When schools attempt to make efforts to teach from an equity and justice lens, these concepts are taught as theories only, without any connection made to medicine and our clinical work. We’ll spend one hour talking about social justice and being culturally sensitive and three hours talking about medicine and science, only for the medicine and science to make up 100% of our examinations. And so, when we encounter the topics related to the social determinants of health again, we tune ourselves out, since these topics won’t help us on our exams. The social history is only emphasized in specialties that perceive themselves to play a significant role in SDOH, such as family medicine and psychiatry, but certainly it should also play a significant role in other specialties too. When we, as medical learners, encounter microaggressions or outright racism in our clinical work, we’re taught to be quiet about it, lest we be marked as unprofessional for speaking out.
I’ll be the first to admit that I’m not perfect and that I still have lots of unlearning and learning to do. It’s taken years for me to work through my own biases regarding anti-Black and Indigenous racism, and it’s work that continues as I write this. When I feel myself getting defensive while having a conversation with someone or when I read or watch something, I have to take a step back and remember: this isn’t about me; this is an opportunity for me to learn and to continue to work on untangling the threads that have bound me and my thinking for so long.

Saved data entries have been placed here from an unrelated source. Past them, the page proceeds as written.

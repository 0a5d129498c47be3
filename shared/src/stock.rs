//! Stock aggregation over the lot ledger

use std::collections::HashMap;

use chrono::NaiveDate;
use serde::{Deserialize, Serialize};
use uuid::Uuid;

use crate::ledger::LotLedger;
use crate::models::{Lot, LotStatus};

/// Sum of remaining quantity across lots. Expired lots are included;
/// excluding them is a presentation decision.
pub fn available_qty<'a>(lots: impl IntoIterator<Item = &'a Lot>) -> i64 {
    lots.into_iter().map(|lot| lot.remaining_qty).sum()
}

/// Stock figures for one item with per-lot status
#[derive(Debug, Clone, Serialize, Deserialize, PartialEq)]
pub struct ItemStock {
    pub item_id: Uuid,
    pub available_qty: i64,
    pub lots: Vec<LotStock>,
}

/// One lot line of an item stock view
#[derive(Debug, Clone, Serialize, Deserialize, PartialEq)]
pub struct LotStock {
    pub lot_id: Uuid,
    pub lot_number: Option<String>,
    pub intake_qty: i64,
    pub remaining_qty: i64,
    pub expiry_date: Option<NaiveDate>,
    pub status: LotStatus,
}

impl ItemStock {
    /// Build the view from an item's lots, in the order given
    pub fn from_lots(item_id: Uuid, lots: &[Lot], today: NaiveDate, near_expiry_days: i64) -> Self {
        Self {
            item_id,
            available_qty: available_qty(lots),
            lots: lots
                .iter()
                .map(|lot| LotStock {
                    lot_id: lot.id,
                    lot_number: lot.lot_number.clone(),
                    intake_qty: lot.intake_qty,
                    remaining_qty: lot.remaining_qty,
                    expiry_date: lot.expiry_date,
                    status: lot.status(today, near_expiry_days),
                })
                .collect(),
        }
    }
}

/// Undepleted lots that are expired, near expiry, or expire within
/// `within_days` of `today`, soonest first
pub fn expiring_lots<'a>(
    lots: impl IntoIterator<Item = &'a Lot>,
    today: NaiveDate,
    near_expiry_days: i64,
    within_days: Option<i64>,
) -> Vec<&'a Lot> {
    let mut flagged: Vec<&Lot> = lots
        .into_iter()
        .filter(|lot| lot.remaining_qty > 0)
        .filter(|lot| {
            let status = lot.status(today, near_expiry_days);
            let in_window = match (within_days, lot.expiry_date) {
                (Some(days), Some(expiry)) => (expiry - today).num_days() <= days,
                _ => false,
            };
            matches!(status, LotStatus::Expired | LotStatus::NearExpiry) || in_window
        })
        .collect();
    flagged.sort_by_key(|lot| (lot.expiry_date, lot.created_at));
    flagged
}

/// Per-item available quantity cache keyed by the ledger version.
///
/// Any ledger mutation bumps the version, so a cached figure is only reused
/// while the ledger is unchanged.
#[derive(Debug, Default)]
pub struct StockAggregator {
    cache: HashMap<Uuid, (u64, i64)>,
}

impl StockAggregator {
    pub fn new() -> Self {
        Self::default()
    }

    pub fn available_qty(&mut self, ledger: &LotLedger, item_id: Uuid) -> i64 {
        let version = ledger.version();
        match self.cache.get(&item_id) {
            Some((cached_version, qty)) if *cached_version == version => *qty,
            _ => {
                let qty = ledger.available_qty(item_id);
                self.cache.insert(item_id, (version, qty));
                qty
            }
        }
    }
}

#[cfg(test)]
mod tests {
    use super::*;
    use crate::models::NewLot;
    use chrono::Utc;
    use rust_decimal::Decimal;

    fn date(y: i32, m: u32, d: u32) -> NaiveDate {
        NaiveDate::from_ymd_opt(y, m, d).unwrap()
    }

    fn receive(ledger: &mut LotLedger, item_id: Uuid, qty: i64, expiry: Option<NaiveDate>) -> Uuid {
        ledger
            .create_lot(
                NewLot {
                    item_id,
                    intake_qty: qty,
                    lot_number: None,
                    manufacture_date: None,
                    expiry_date: expiry,
                    unit_cost: Decimal::ZERO,
                    source_document_id: None,
                },
                Utc::now(),
            )
            .unwrap()
    }

    #[test]
    fn test_aggregator_tracks_ledger_version() {
        let mut ledger = LotLedger::new();
        let mut aggregator = StockAggregator::new();
        let item = Uuid::new_v4();

        assert_eq!(aggregator.available_qty(&ledger, item), 0);
        let lot = receive(&mut ledger, item, 100, None);
        assert_eq!(aggregator.available_qty(&ledger, item), 100);
        ledger.consume(lot, 40).unwrap();
        assert_eq!(aggregator.available_qty(&ledger, item), 60);
    }

    #[test]
    fn test_item_stock_view() {
        let mut ledger = LotLedger::new();
        let item = Uuid::new_v4();
        let today = date(2025, 3, 1);
        receive(&mut ledger, item, 10, Some(date(2025, 1, 1)));
        receive(&mut ledger, item, 5, Some(date(2025, 3, 15)));
        let empty = receive(&mut ledger, item, 3, None);
        ledger.consume(empty, 3).unwrap();

        let lots: Vec<Lot> = ledger.lots_for_item(item).into_iter().cloned().collect();
        let stock = ItemStock::from_lots(item, &lots, today, 30);

        assert_eq!(stock.available_qty, 15);
        let statuses: Vec<LotStatus> = stock.lots.iter().map(|lot| lot.status).collect();
        assert_eq!(
            statuses,
            vec![LotStatus::Expired, LotStatus::NearExpiry, LotStatus::Depleted]
        );
    }

    #[test]
    fn test_expiring_lots_window() {
        let mut ledger = LotLedger::new();
        let item = Uuid::new_v4();
        let today = date(2025, 3, 1);
        let expired = receive(&mut ledger, item, 1, Some(date(2025, 2, 1)));
        let soon = receive(&mut ledger, item, 1, Some(date(2025, 3, 20)));
        let later = receive(&mut ledger, item, 1, Some(date(2025, 5, 1)));
        receive(&mut ledger, item, 1, None);

        let flagged: Vec<Uuid> = expiring_lots(ledger.lots(), today, 30, None)
            .iter()
            .map(|l| l.id)
            .collect();
        assert_eq!(flagged, vec![expired, soon]);

        let wide: Vec<Uuid> = expiring_lots(ledger.lots(), today, 30, Some(90))
            .iter()
            .map(|l| l.id)
            .collect();
        assert_eq!(wide, vec![expired, soon, later]);
    }
}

As medical students and future medical professionals, we have a professional and moral obligation to do this work, to educate ourselves, and to understand the violence that the medical community and society writ large has and continues to inflict on BIPOC communities. Medical institutions continue to ask BIPOC to do the work of educating their peers as to their own experiences, to continue to pay an emotional labour tax without the guarantee of any change. While we need to continue to amplify BIPOC voices, we cannot expect BIPOC to constantly educate us. The act of asking them to relive their own traumas day in and day out in a display for our own education is an act of racial violence. We must stop labelling ourselves as being “progressive” simply because we are in medicine and recognize that simply by being in this field, we inherently have accumulated metric tons of societal privilege and a history of discrimination and racism.
As a profession entrusted with safeguarding the lives of others, we can no longer stay silent. The society we’ve lived in, some of us comfortably and some of us not, has regardless inflicted traumas on communities that stretch back generations. If we can sit back and accept that, it’s a sign that we have more work to do. Black Lives Matter.